----- Provided records

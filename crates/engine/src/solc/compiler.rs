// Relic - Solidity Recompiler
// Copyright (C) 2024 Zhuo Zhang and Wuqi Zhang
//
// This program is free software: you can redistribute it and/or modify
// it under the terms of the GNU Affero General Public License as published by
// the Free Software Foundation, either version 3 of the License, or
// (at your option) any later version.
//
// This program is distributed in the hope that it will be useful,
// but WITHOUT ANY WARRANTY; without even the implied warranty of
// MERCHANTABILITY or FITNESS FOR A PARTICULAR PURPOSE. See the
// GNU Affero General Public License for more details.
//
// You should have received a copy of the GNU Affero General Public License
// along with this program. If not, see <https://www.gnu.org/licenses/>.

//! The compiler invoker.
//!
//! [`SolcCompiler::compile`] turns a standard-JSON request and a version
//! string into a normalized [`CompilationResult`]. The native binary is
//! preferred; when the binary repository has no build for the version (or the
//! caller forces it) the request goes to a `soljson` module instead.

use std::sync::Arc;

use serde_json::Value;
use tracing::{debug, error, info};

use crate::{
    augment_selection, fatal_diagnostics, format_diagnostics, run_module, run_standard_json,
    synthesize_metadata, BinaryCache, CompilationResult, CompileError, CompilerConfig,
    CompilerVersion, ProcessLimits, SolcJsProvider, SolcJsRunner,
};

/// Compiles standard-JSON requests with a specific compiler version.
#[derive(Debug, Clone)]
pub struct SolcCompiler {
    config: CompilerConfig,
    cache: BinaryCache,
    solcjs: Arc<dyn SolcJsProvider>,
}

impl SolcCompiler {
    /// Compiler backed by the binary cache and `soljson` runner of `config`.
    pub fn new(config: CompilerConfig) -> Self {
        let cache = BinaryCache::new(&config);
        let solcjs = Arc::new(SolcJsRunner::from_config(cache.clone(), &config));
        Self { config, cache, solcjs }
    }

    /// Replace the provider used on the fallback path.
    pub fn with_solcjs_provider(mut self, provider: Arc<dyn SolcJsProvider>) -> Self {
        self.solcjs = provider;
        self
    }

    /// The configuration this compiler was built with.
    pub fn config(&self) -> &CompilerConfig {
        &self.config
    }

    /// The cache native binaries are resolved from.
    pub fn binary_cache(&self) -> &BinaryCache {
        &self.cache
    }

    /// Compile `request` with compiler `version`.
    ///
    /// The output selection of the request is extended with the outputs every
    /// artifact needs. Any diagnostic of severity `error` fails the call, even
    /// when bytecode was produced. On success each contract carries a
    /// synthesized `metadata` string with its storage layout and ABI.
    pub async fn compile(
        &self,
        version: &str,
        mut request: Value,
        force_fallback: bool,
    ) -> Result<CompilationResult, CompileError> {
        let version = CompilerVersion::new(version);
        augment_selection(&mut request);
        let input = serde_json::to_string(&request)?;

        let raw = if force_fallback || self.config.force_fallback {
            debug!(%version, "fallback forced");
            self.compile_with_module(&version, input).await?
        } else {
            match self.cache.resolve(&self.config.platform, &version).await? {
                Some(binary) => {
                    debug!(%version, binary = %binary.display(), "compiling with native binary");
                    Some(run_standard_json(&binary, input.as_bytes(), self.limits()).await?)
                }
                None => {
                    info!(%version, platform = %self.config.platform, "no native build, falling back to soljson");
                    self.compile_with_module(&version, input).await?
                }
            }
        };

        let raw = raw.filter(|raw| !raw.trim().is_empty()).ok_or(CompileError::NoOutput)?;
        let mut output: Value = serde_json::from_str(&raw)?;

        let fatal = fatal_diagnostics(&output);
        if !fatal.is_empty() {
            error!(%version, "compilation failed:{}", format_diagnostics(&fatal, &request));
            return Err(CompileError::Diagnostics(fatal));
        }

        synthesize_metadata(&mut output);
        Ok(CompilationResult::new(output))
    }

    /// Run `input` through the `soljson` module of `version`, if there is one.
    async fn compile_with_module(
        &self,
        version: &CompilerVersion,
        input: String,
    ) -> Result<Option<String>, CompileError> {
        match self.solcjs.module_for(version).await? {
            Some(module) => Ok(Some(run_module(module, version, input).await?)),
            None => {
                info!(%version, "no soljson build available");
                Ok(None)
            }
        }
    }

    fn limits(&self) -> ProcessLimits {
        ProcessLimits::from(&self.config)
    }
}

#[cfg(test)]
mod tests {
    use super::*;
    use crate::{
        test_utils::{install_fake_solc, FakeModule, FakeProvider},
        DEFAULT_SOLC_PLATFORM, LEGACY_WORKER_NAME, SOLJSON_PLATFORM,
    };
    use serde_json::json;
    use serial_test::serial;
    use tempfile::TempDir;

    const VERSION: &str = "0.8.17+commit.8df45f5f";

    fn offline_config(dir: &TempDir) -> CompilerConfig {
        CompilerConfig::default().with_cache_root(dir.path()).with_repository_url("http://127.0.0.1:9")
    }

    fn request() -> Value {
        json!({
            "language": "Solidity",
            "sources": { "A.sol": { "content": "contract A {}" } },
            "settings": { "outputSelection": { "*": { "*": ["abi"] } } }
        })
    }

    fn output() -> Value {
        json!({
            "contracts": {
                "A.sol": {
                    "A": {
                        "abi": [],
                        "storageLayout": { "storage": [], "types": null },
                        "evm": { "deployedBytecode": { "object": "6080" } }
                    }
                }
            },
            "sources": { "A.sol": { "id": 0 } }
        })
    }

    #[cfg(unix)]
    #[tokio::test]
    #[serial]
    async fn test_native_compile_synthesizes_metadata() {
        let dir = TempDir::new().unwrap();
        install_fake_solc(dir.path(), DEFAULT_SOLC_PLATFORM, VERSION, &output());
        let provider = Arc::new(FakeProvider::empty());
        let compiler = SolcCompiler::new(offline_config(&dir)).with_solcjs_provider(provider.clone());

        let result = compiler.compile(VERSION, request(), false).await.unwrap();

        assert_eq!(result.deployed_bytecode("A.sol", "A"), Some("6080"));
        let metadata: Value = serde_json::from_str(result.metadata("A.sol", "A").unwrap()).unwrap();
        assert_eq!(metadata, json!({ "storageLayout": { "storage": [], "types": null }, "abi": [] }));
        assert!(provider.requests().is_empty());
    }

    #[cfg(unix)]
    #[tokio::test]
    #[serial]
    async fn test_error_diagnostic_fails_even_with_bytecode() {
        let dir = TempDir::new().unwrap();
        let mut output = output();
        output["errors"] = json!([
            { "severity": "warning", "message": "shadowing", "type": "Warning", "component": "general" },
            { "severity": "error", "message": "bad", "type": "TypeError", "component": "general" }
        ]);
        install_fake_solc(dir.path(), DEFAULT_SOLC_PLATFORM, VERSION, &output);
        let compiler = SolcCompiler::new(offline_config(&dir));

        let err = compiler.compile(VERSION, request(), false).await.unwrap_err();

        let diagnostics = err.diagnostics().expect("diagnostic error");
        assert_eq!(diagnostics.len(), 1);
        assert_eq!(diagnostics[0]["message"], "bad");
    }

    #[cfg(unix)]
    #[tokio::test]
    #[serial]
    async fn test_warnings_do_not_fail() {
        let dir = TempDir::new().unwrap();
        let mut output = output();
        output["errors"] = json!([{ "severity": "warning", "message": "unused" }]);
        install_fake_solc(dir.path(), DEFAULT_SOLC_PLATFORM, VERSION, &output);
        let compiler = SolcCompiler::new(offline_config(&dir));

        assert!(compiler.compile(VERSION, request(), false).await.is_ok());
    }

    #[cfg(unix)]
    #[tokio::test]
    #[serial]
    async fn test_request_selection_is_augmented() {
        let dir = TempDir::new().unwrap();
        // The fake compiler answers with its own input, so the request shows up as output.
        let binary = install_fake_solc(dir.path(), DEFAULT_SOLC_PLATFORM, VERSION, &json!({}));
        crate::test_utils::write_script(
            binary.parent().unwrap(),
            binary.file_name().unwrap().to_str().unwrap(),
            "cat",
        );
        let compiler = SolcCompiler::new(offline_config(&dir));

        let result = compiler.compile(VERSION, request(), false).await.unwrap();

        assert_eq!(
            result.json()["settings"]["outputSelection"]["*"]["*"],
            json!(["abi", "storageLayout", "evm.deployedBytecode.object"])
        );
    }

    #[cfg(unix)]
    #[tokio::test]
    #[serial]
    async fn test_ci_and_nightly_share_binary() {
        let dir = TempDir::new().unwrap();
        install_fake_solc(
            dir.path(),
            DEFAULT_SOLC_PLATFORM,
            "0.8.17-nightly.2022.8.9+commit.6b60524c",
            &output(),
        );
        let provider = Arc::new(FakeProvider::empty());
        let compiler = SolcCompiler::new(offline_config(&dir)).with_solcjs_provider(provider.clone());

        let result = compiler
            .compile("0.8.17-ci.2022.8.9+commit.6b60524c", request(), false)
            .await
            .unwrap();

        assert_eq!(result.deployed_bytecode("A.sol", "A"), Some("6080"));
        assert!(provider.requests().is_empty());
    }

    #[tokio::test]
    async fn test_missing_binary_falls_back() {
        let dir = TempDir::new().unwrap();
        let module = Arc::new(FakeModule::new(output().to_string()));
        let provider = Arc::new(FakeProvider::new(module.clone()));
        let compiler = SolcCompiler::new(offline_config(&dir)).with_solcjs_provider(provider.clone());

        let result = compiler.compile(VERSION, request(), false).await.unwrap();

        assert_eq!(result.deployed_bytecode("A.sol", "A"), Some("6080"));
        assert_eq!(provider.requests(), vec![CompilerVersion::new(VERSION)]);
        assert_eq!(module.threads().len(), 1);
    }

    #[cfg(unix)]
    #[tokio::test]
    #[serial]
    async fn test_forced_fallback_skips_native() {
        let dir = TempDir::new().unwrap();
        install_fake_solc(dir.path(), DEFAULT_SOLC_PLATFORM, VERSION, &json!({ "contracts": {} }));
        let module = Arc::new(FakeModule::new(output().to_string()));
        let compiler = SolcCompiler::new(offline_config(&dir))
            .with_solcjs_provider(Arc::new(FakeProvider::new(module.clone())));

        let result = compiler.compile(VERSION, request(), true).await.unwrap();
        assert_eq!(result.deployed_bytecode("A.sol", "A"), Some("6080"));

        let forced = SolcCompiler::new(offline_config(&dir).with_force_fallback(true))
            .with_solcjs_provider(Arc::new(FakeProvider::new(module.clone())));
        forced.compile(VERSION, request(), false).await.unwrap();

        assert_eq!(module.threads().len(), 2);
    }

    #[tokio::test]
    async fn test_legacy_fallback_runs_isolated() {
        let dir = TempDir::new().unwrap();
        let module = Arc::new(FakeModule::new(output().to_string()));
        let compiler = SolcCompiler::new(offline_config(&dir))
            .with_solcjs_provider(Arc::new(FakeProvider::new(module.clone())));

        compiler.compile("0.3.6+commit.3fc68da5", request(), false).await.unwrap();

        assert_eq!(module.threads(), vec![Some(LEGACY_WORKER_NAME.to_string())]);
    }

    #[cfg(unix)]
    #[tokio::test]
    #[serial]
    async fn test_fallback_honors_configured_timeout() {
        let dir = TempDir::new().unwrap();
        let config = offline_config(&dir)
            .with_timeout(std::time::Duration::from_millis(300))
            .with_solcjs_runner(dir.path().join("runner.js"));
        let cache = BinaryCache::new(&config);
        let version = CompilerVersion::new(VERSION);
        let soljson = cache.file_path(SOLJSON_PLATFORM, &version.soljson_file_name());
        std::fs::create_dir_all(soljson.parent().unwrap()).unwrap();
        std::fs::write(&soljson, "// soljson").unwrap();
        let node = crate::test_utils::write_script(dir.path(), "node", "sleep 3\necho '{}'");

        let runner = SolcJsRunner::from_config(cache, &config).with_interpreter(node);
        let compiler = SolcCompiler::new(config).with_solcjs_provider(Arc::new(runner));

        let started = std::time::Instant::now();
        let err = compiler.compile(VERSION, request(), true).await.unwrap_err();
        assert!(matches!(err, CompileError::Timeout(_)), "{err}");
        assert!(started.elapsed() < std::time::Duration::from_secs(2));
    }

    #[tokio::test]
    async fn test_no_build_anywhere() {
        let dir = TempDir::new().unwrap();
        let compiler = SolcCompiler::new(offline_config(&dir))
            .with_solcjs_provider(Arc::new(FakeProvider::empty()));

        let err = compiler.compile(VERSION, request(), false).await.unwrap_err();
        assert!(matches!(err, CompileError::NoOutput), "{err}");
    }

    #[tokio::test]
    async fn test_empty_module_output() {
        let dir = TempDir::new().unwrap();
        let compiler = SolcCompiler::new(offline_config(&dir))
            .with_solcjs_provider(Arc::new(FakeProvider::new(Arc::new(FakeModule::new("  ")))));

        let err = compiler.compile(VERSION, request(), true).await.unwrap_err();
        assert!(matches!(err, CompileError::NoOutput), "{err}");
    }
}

----------

■ Goal of the exercise
Please reproduce exactly the lines from the first one of the records above through the line containing "program is distributed", both included, and nothing else.

■ Response area
filename crates/engine/src/solc/compiler.rs
// Relic - Solidity Recompiler
// Copyright (C) 2024 Zhuo Zhang and Wuqi Zhang
//
// This program is free software: you can redistribute it and/or modify
// it under the terms of the GNU Affero General Public License as published by
// the Free Software Foundation, either version 3 of the License, or
// (at your option) any later version.
//
// This program is distributed in the hope that it will be useful,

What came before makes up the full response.